_PROBLEM STATEMENT_
In the reply, include exactly the lines of the entries below from the first to the line with "#[derive(Debug, Clone)]", that line included.

[Extracted data entries]
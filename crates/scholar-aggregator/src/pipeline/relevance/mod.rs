//! Relevance scoring strategies.
//!
//! - `Lexical`: BM25 over the fetched corpus, min-max normalized to `[0, 1]`
//! - `Semantic`: cosine similarity between query and document embeddings
//!
//! Semantic scoring never fails the batch: when the query cannot be embedded every
//! article keeps its lexical score, and an article whose embedding is missing keeps
//! its own lexical score.

pub mod bm25;
pub mod semantic;

use std::sync::Arc;

use crate::config::Bm25Params;
use crate::embedding::Embedder;
use crate::models::{Article, ScoringMode};

pub use semantic::SemanticSettings;

/// Query relevance of one article.
#[derive(Debug, Clone, PartialEq)]
pub struct Relevance {
    /// Relevance score.
    pub score: f64,
    /// Document embedding, empty in lexical mode or when unavailable.
    pub embedding: Vec<f32>,
}

impl Relevance {
    fn lexical(score: f64) -> Self {
        Self { score, embedding: Vec::new() }
    }
}

/// Scoring strategy.
#[derive(Debug, Clone)]
pub enum RelevanceScorer {
    Lexical {
        params: Bm25Params,
    },
    Semantic {
        embedder: Arc<dyn Embedder>,
        params: Bm25Params,
        settings: SemanticSettings,
    },
}

impl RelevanceScorer {
    /// BM25 scorer.
    #[must_use]
    pub const fn lexical(params: Bm25Params) -> Self {
        Self::Lexical { params }
    }

    /// Embedding scorer with BM25 fallback.
    #[must_use]
    pub fn semantic(embedder: Arc<dyn Embedder>, params: Bm25Params, settings: SemanticSettings) -> Self {
        Self::Semantic { embedder, params, settings }
    }

    /// Active mode.
    #[must_use]
    pub const fn mode(&self) -> ScoringMode {
        match self {
            Self::Lexical { .. } => ScoringMode::Lexical,
            Self::Semantic { .. } => ScoringMode::Semantic,
        }
    }

    /// Score every article for `query`; the result is parallel to `articles`.
    pub async fn score(&self, query: &str, articles: &[Article]) -> Vec<Relevance> {
        let docs: Vec<String> = articles.iter().map(Article::document_text).collect();

        match self {
            Self::Lexical { params } => {
                bm25::bm25_relevance(query, &docs, *params).into_iter().map(Relevance::lexical).collect()
            }
            Self::Semantic { embedder, params, settings } => {
                let lexical = bm25::bm25_relevance(query, &docs, *params);

                let Some(query_vector) =
                    semantic::embed_query(embedder.as_ref(), query, *settings).await
                else {
                    tracing::warn!(query = %query, "Falling back to lexical relevance");
                    return lexical.into_iter().map(Relevance::lexical).collect();
                };

                let vectors = semantic::embed_documents(embedder.as_ref(), &docs, *settings).await;
                let missing = vectors.iter().filter(|v| v.is_none()).count();
                if missing > 0 {
                    tracing::debug!(missing, total = docs.len(), "Articles scored lexically");
                }

                vectors
                    .into_iter()
                    .zip(lexical)
                    .map(|(vector, fallback)| match vector {
                        Some(embedding) => Relevance {
                            score: semantic::cosine_similarity(&query_vector, &embedding),
                            embedding,
                        },
                        None => Relevance::lexical(fallback),
                    })
                    .collect()
            }
        }
    }
}

#[cfg(test)]
mod tests {
    use std::time::Duration;

    use async_trait::async_trait;

    use super::*;
    use crate::error::{EmbeddingError, EmbeddingResult};

    /// Embeds by keyword presence: `[quantum, biology]`.
    #[derive(Debug)]
    struct KeywordEmbedder {
        fail_on: Option<&'static str>,
    }

    #[async_trait]
    impl Embedder for KeywordEmbedder {
        async fn embed_batch(&self, texts: &[String]) -> EmbeddingResult<Vec<Vec<f32>>> {
            if let Some(marker) = self.fail_on {
                if texts.iter().any(|t| t.contains(marker)) {
                    return Err(EmbeddingError::InvalidResponse("forced".into()));
                }
            }
            Ok(texts
                .iter()
                .map(|t| {
                    let t = t.to_lowercase();
                    vec![f32::from(u8::from(t.contains("quantum"))), f32::from(u8::from(t.contains("biology")))]
                })
                .collect())
        }
    }

    /// Keyword embedder that stalls on any batch mentioning "slow".
    #[derive(Debug)]
    struct StallingEmbedder;

    #[async_trait]
    impl Embedder for StallingEmbedder {
        async fn embed_batch(&self, texts: &[String]) -> EmbeddingResult<Vec<Vec<f32>>> {
            if texts.iter().any(|t| t.contains("slow")) {
                tokio::time::sleep(Duration::from_secs(30)).await;
            }
            KeywordEmbedder { fail_on: None }.embed_batch(texts).await
        }
    }

    fn settings() -> SemanticSettings {
        SemanticSettings { batch_size: 1, concurrency: 2, timeout: Duration::from_secs(1) }
    }

    fn article(title: &str, abstract_text: &str) -> Article {
        Article { title: title.into(), r#abstract: abstract_text.into(), ..Default::default() }
    }

    #[tokio::test]
    async fn test_lexical_scores_are_normalized() {
        let scorer = RelevanceScorer::lexical(Bm25Params::default());
        let articles = vec![article("Quantum computing", "qubits"), article("Cell biology", "cells")];
        let scores = scorer.score("quantum", &articles).await;
        assert_eq!(scores[0].score, 1.0);
        assert_eq!(scores[1].score, 0.0);
        assert!(scores[0].embedding.is_empty());
        assert_eq!(scorer.mode(), ScoringMode::Lexical);
    }

    #[tokio::test]
    async fn test_semantic_uses_cosine() {
        let scorer = RelevanceScorer::semantic(
            Arc::new(KeywordEmbedder { fail_on: None }),
            Bm25Params::default(),
            settings(),
        );
        let articles = vec![article("Quantum walks", "x"), article("Marine biology", "y")];
        let scores = scorer.score("quantum", &articles).await;
        assert!((scores[0].score - 1.0).abs() < 1e-9);
        assert_eq!(scores[1].score, 0.0);
        assert_eq!(scores[0].embedding.len(), 2);
    }

    #[tokio::test]
    async fn test_semantic_failed_document_falls_back_to_lexical() {
        let scorer = RelevanceScorer::semantic(
            Arc::new(KeywordEmbedder { fail_on: Some("broken") }),
            Bm25Params::default(),
            settings(),
        );
        let articles = vec![article("Marine biology", "y"), article("Quantum broken", "x")];
        let scores = scorer.score("quantum", &articles).await;
        assert_eq!(scores[0].score, 0.0);
        assert_eq!(scores[1].score, 1.0);
        assert!(scores[1].embedding.is_empty());
    }

    #[test]
    fn test_semantic_score_future_is_send() {
        fn assert_send<T: Send>(_: T) {}

        let scorer = RelevanceScorer::semantic(
            Arc::new(KeywordEmbedder { fail_on: None }),
            Bm25Params::default(),
            settings(),
        );
        let articles = vec![article("Quantum walks", "x")];
        assert_send(scorer.score("quantum", &articles));
        assert_send(semantic::embed_documents(&KeywordEmbedder { fail_on: None }, &[], settings()));
    }

    #[tokio::test]
    async fn test_semantic_slow_document_times_out_to_lexical() {
        let scorer = RelevanceScorer::semantic(
            Arc::new(StallingEmbedder),
            Bm25Params::default(),
            SemanticSettings { batch_size: 1, concurrency: 2, timeout: Duration::from_millis(100) },
        );
        let articles = vec![article("Quantum slow", "x"), article("Marine biology", "y")];

        let start = std::time::Instant::now();
        let scores = scorer.score("quantum", &articles).await;

        assert!(start.elapsed() < Duration::from_secs(5));
        assert_eq!(scores[0].score, 1.0);
        assert!(scores[0].embedding.is_empty());
        assert_eq!(scores[1].score, 0.0);
        assert_eq!(scores[1].embedding.len(), 2);
    }

    #[tokio::test]
    async fn test_semantic_failed_query_falls_back_to_lexical() {
        let scorer = RelevanceScorer::semantic(
            Arc::new(KeywordEmbedder { fail_on: Some("quantum") }),
            Bm25Params::default(),
            settings(),
        );
        let articles = vec![article("Quantum walks", "x"), article("Marine biology", "y")];
        let scores = scorer.score("quantum", &articles).await;
        assert_eq!(scores[0].score, 1.0);
        assert_eq!(scores[1].score, 0.0);
    }
}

_EXERCISE SOLUTION_
filename crates/scholar-aggregator/src/pipeline/relevance/mod.rs
//! Relevance scoring strategies.
//!
//! - `Lexical`: BM25 over the fetched corpus, min-max normalized to `[0, 1]`
//! - `Semantic`: cosine similarity between query and document embeddings
//!
//! Semantic scoring never fails the batch: when the query cannot be embedded every
//! article keeps its lexical score, and an article whose embedding is missing keeps
//! its own lexical score.

pub mod bm25;
pub mod semantic;

use std::sync::Arc;

use crate::config::Bm25Params;
use crate::embedding::Embedder;
use crate::models::{Article, ScoringMode};

pub use semantic::SemanticSettings;

/// Query relevance of one article.
#[derive(Debug, Clone, PartialEq)]
pub struct Relevance {
    /// Relevance score.
    pub score: f64,
    /// Document embedding, empty in lexical mode or when unavailable.
    pub embedding: Vec<f32>,
}

impl Relevance {
    fn lexical(score: f64) -> Self {
        Self { score, embedding: Vec::new() }
    }
}

/// Scoring strategy.
#[derive(Debug, Clone)]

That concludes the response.